The Mail/Mail and Empire (1872-1936)
One of the city’s first papers to make use of columnists, including pioneering female journalist Kit Coleman. There were periods where it was an exciting paper to read, other times the dullest waste of newsprint imaginable. Also interesting to see its evolution during the 1880s from a near-official Conservative party organ into a paper with an independent mind, before returning to the Tory fold. Canadiana has posted some materials related to the paper, including a promotional pamphlet from the late 1890s and an early 20th century guide to the value of its want ads.

The Telegram (1876-1971)
While portions of the paper’s photo archive have been digitized by York University, no issues are currently available (I was once told by somebody at York the cost to do so would be prohibitive, given it was published for nearly a century). Given the paper’s strong influence, for better or worse, on City Hall politics, its long circulation and philosophical war with the Star, and overall excellence during the late 1960s (the “After Four” section is fantastic for tracking the city’s youth culture), its lack of availability is unfortunate.

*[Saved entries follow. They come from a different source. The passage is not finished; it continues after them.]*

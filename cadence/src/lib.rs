//! # Cadence - Periodic Task Scheduling Registry for Rust
//!
//! This library provides a registry for recurring work: submit a workload
//! with a period and an initial delay, get back an opaque id, and later
//! cancel that one task without disturbing any other.
//!
//! ## Features
//!
//! - **Execution policies**: serialized (runs of one task never overlap),
//!   overlapping (every firing runs independently), or a dedicated driver
//!   loop per task for structural isolation
//! - **Failure containment**: a panicking workload is caught and logged at
//!   the execution boundary; the schedule keeps going
//! - **Prompt cancellation**: in-flight runs are interrupted at their next
//!   await point when a task is removed
//! - **Config support**: placeholders like `${app.interval}` resolve
//!   schedule knobs from TOML/YAML config files
//! - **Cron delegation**: hand a `JobScheduler` to the dynamic registry and
//!   register cron, fixed-rate and fixed-delay jobs on it
//!
//! ## Quick Start
//!
//! ```rust,no_run
//! use std::time::Duration;
//! use cadence::{workload_fn, ExecutionPolicy, ScheduleRegistry, SchedulerRegistry, TaskRequest};
//!
//! #[tokio::main]
//! async fn main() {
//!     let registry = SchedulerRegistry::new();
//!
//!     let id = registry.register_task_as(
//!         ExecutionPolicy::SerializedShared,
//!         TaskRequest::new(
//!             Duration::from_secs(30),
//!             workload_fn(|| async {
//!                 println!("sync inventory");
//!             }),
//!         )
//!         .name("inventory-sync")
//!         .initial_delay(Duration::from_secs(5)),
//!     );
//!
//!     // ... later
//!     assert!(registry.remove(id));
//! }
//! ```
//!
//! ## Configuration
//!
//! Create `config/application.toml`:
//!
//! ```toml
//! [registry]
//! default_policy = "overlapping-shared"
//!
//! [app.sync]
//! period = "30s"
//! enabled = true
//! ```
//!
//! and resolve it through the builder:
//!
//! ```rust,ignore
//! let registry = RegistryBuilder::with_toml("config/application.toml")?
//!     .register_all()
//!     .build()?;
//! ```
//!
//! You can also use environment variables with the `APP_` prefix:
//!
//! ```bash
//! export APP_SYNC_PERIOD="10s"
//! ```

// Re-export core types
pub use cadence_runtime::{
    load_toml_config, load_yaml_config, resolve_config_value, workload_fn, ConcurrencyMode,
    DynamicScheduleRegistry, ExecutionPolicy, PerTaskTimerRegistry, RegistryBuilder,
    RegistryError, RegistrySettings, ScheduleRegistry, SchedulerRegistry, SharedTimerRegistry,
    TaskDefinition, TaskId, TaskRequest, TimeUnit, Workload, TASK_DEFINITIONS,
};

// Make the runtime available for downstream use
pub use cadence_runtime;

// Re-export commonly used types
pub use tokio_cron_scheduler::{Job, JobScheduler};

The Toronto Sunday World (1880-1924)
The haphazard selection on Google News gives a good hint of the perennially underfunded World, whose “Sunday” edition (actually published late Saturday night) is a great early 20th century weekend paper. The paper’s final period (1921-1924), when it was published by the Mail and Empire, is difficult to find even on microfilm.

The News (1881-1919)
The News had several personality shifts over its existence, and, thanks to a labour action, spawned the Star. When it was good, it was really good, especially under E.E. Sheppard in the 1880s and John Willison in the early 1900s. Canadiana has posted a promotional pamphlet for the paper from the Willison era, circa 1904-1905.

The Empire (1887-1895)
While many newspapers in the late Victorian era had close ties to major political parties, it was rare for one to be owned outright by a party. The Empire was an exception, launched by the Conservatives when the Mail developed an independent streak. Despite obvious signs of political hackery, the Empire did produce some decent investigative reporting.

Star Weekly (1910-1968)
A weekend spin-off of the Toronto Star, which evolved from a weekly compilation of stories into a magazine-style publication full of features, fiction, and colour comics. Merged with Southam’s The Canadian weekend supplement in 1968, resulting in the name gradually being phased out. While The Canadian and its successors can be found intermittently in the online Star archives (as well as the online archives of other Southam-owned papers), the Star Weekly isn’t included.

Harbinger (1968-1970) and Guerilla (1970-1973)
Toronto’s main contributions to the underground press scene of the late 1960s/early 1970s.

The Sun (1971-)
For all its self-mythologizing, the Sun has not been kind to its online archives, nor has any digitization appear to have taken place. Some people might count this as a blessing, but it is a valuable record of editorial opinion.

Eye/The Grid (1991-2014)
Stories are available here and there if you know where to look in the Internet Archives’ Wayback Machine, but the removal of its archive was a lousy move on Torstar’s part, making plenty of valuable coverage of Toronto’s cultural and political scene vanish.